Saturday, January 28, 2012

If Amnesty International Had Its Own Theater Company

Boston Herald theatre critic Jenna Scherer writes:

If Amnesty International had its own theater company, Bread & Puppet would just about fit the bill.

In the course of its nearly 50-year existence, the Vermont-based collective has tackled more human rights issues than any other troupe out there. B&P’s viewpoints are incendiary and its style unorthodox, and attending one of its shows is a totally unique theatrical experience.

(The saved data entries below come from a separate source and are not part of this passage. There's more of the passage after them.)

//! Custom Axum Extractors
//!
//! Request extractors for switch payloads, validated queries and request ids.

use axum::{
    async_trait,
    extract::{FromRequest, FromRequestParts, Query, Request},
    http::request::Parts,
    response::{IntoResponse, Response},
    Json,
};
use serde::de::DeserializeOwned;
use serde_json::Value;
use uuid::Uuid;

use crate::error::ApiError;

// =============================================================================
// Switch Payload Extractor
// =============================================================================

/// Raw JSON body of a switch request.
///
/// Shape validation happens in the handler, once the route's shape is known.
pub struct SwitchPayload(pub Value);

#[async_trait]
impl<S> FromRequest<S> for SwitchPayload
where
    S: Send + Sync,
{
    type Rejection = Response;

    async fn from_request(req: Request, state: &S) -> Result<Self, Self::Rejection> {
        let Json(value) = Json::<Value>::from_request(req, state).await.map_err(|e| {
            tracing::debug!(error = %e, "rejected request body");
            error_response(ApiError::InvalidRequestBody)
        })?;

        Ok(SwitchPayload(value))
    }
}

// =============================================================================
// Validated Query Extractor
// =============================================================================

/// Query extractor with validation
pub struct ValidatedQuery<T>(pub T);

#[async_trait]
impl<S, T> FromRequestParts<S> for ValidatedQuery<T>
where
    S: Send + Sync,
    T: DeserializeOwned + validator::Validate,
{
    type Rejection = Response;

    async fn from_request_parts(parts: &mut Parts, state: &S) -> Result<Self, Self::Rejection> {
        let Query(value) = Query::<T>::from_request_parts(parts, state)
            .await
            .map_err(|e| error_response(ApiError::BadRequest(e.to_string())))?;

        value.validate().map_err(|e| error_response(ApiError::from(e)))?;

        Ok(ValidatedQuery(value))
    }
}

// =============================================================================
// Request ID Extractor
// =============================================================================

/// Extract request ID from headers
pub struct RequestId(pub String);

#[async_trait]
impl<S> FromRequestParts<S> for RequestId
where
    S: Send + Sync,
{
    type Rejection = std::convert::Infallible;

    async fn from_request_parts(parts: &mut Parts, _state: &S) -> Result<Self, Self::Rejection> {
        let request_id = parts
            .headers
            .get("x-request-id")
            .and_then(|v| v.to_str().ok())
            .map(String::from)
            .unwrap_or_else(|| Uuid::new_v4().to_string());

        Ok(RequestId(request_id))
    }
}

// =============================================================================
// Helper Functions
// =============================================================================

/// Create error response from ApiError
pub fn error_response(error: ApiError) -> Response {
    error.into_response()
}
//! Route catalogue
//!
//! A flat `{http_method, path}` listing of the routes the transport layer
//! exposes, for documentation tooling. Built once from a route snapshot.

use serde::{Deserialize, Serialize};

/// One exposed route
#[derive(Debug, Clone, PartialEq, Eq, Hash, Serialize, Deserialize)]
#[cfg_attr(feature = "openapi", derive(utoipa::ToSchema))]
pub struct RouteEntry {
    pub http_method: String,
    /// Path without its leading separator
    pub path: String,
}

impl RouteEntry {
    pub fn new(method: impl Into<String>, path: &str) -> Self {
        Self {
            http_method: method.into(),
            path: path.strip_prefix('/').unwrap_or(path).to_string(),
        }
    }
}

/// Build the catalogue from `(method, path)` pairs, keeping their order.
pub fn build_route_catalogue<I, M, P>(routes: I) -> Vec<RouteEntry>
where
    I: IntoIterator<Item = (M, P)>,
    M: Into<String>,
    P: AsRef<str>,
{
    routes
        .into_iter()
        .map(|(method, path)| RouteEntry::new(method, path.as_ref()))
        .collect()
}

#[cfg(test)]
mod tests {
    use super::*;

    #[test]
    fn test_catalogue_order_and_prefix() {
        let catalogue = build_route_catalogue([("POST", "/cashOut"), ("GET", "/dashboard/all")]);
        assert_eq!(
            catalogue,
            vec![
                RouteEntry { http_method: "POST".into(), path: "cashOut".into() },
                RouteEntry { http_method: "GET".into(), path: "dashboard/all".into() },
            ]
        );
    }

    #[test]
    fn test_only_one_separator_stripped() {
        assert_eq!(RouteEntry::new("GET", "//double").path, "/double");
        assert_eq!(RouteEntry::new("GET", "plain").path, "plain");
        assert_eq!(RouteEntry::new("GET", "/").path, "");
    }

    #[test]
    fn test_empty_snapshot() {
        let catalogue = build_route_catalogue(Vec::<(String, String)>::new());
        assert!(catalogue.is_empty());
    }

    #[test]
    fn test_wire_format() {
        let json = serde_json::to_value(RouteEntry::new("POST", "/balance")).unwrap();
        assert_eq!(json, serde_json::json!({"http_method": "POST", "path": "balance"}));
    }
}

I would not dispute the point that Bread & Puppet's style is unorthodox; so at variance with the rest of the theatre world that I regard the rich dramaturgical vocabulary is worthy of study by both theatre artists and scholars, indeed "Bread & Puppet" has become a generic term to refer to a style of protest theatre: any usage of large allegorical papier-mâché puppets. However, I question Scherer's assertion that B&P should be representing any human rights group. After all, how do you square a concern for human rights with public statements by B&P founder and artistic director, Peter Schumann?

I think it’s awful that the Western community does not interfere with what Israel’s doing as an occupation force [in the West Bank]. The Western community does not do anything about it. They don’t even speak up against it. They don’t do anything. They basically serve as the Israeli propaganda for the events there.

In this statement, from a 2008 interview with the New England Journal of Aesthetic Research, Schumann does more than criticize Israeli policies in the West Bank (in this specific instance, it was the the wall that was built to prevent suicide bombers from entering Israel.) He claims that "the Western community" by which he appears to mean the governments and media outlets of the European and North American nations are somehow under Israeli control. How does Israel get the "Western community" to produce propaganda for Israel and obey Israeli interests? Money? Well-placed people in government? If it is the influence of money or well-placed people, how is this substantially different than other forces influencing the "Western community." I have noted this implausibility elsewhere. This "Western community" is either made up of sovereign states or media outlets that reside in sovereign states that have interests other than serving as "Israeli propaganda" organs.

Schumann is not "criticizing" Israel, rather, he is openly propounding an anti-Semitic conspiracy theory, using the fuzzy logic of allusion and moralistic pronouncements. This conspiracy theory is not unlike those he would have encountered during his childhood in Nazi Germany. While Schumann often speaks of his childhood in Silesia, often bitterly complaining that it was annexed to Poland after World War II, he rather consistently neglects to mention that Silesia was part of the Third Reich. He has also managed to solicit cooperation from interviewers in misrepresenting his childhood. By Schumann's logic, one could accuse the Vermont press of serving as Schumann propaganda by helping him hide his origins.

Take this cover from a 1942 issue of Fliegende Blätter depicting Winston Churchill, Franklin Delano Rosevelt, and Joseph Stalin as puppets of "The Jews.":

Another 1942 cartoon portraying the same world leaders as puppets of a Jewish puppeteer, this time in the Lustuge Blätter:

This 1940 cover to the Lustige Blätter reads "Englands Führung Liegt in Guten Handen!" or "England's leadership is in good hands!" while depicting Winston Churchill being led like a child by a stereotypical Haredi Jew:

While in this 1934 cartoon from Die Brennessel portrays a Jewish controlled press subverting Germany from abroad:

The imagery in these cartoons certainly were incendiary: They had the overall effect of making anti-Jewish legislation, street violence, deportations, and genocide more palatable to the German public-- even to those Germans who did not buy into biological racism. So it is disheartening to find a German artist who grew up during that time period repeating the same canards.

It becomes even more disturbing when we consider the strong semblance between some of these grotesque Jewish caricatures and Schumann's own personification of the evil powers-that-be, Uncle Fatso:

I have been raising these difficult questions since I walked out of a 2007 rehearsal with Bread & Puppet after Schumann made a series of installations comparing the West Bank to the Warsaw Ghetto. I was too knowledgeable about the history to not to realize that this was a misrepresentation of the Israeli-Palestinian conflict as well as a form of "soft-core" Holocaust denial, in that it deliberately trivialized and misrepresented the facts of the Holocaust.

The point is that a theatre company whose artistic director creates anti-Semitic propaganda (even thinly disguised anti-Semitic propaganda) and makes anti-Semitic statements in interviews should not be proposed as the theatrical arm of a human rights NGO, as Jenna Scherer does. Not that I believe that Scherer is making a serious proposal, but it is clear that she is also not engaged in serious thought, having succumbed to the notion that theatre criticism amounts to writing blurbs.

Note: I previously took issue with Jenna Scherer when she was still at The Weekly Dig.

Nazi-era cartoons courtesy of Randall Bytwerk's German Propaganda Archive.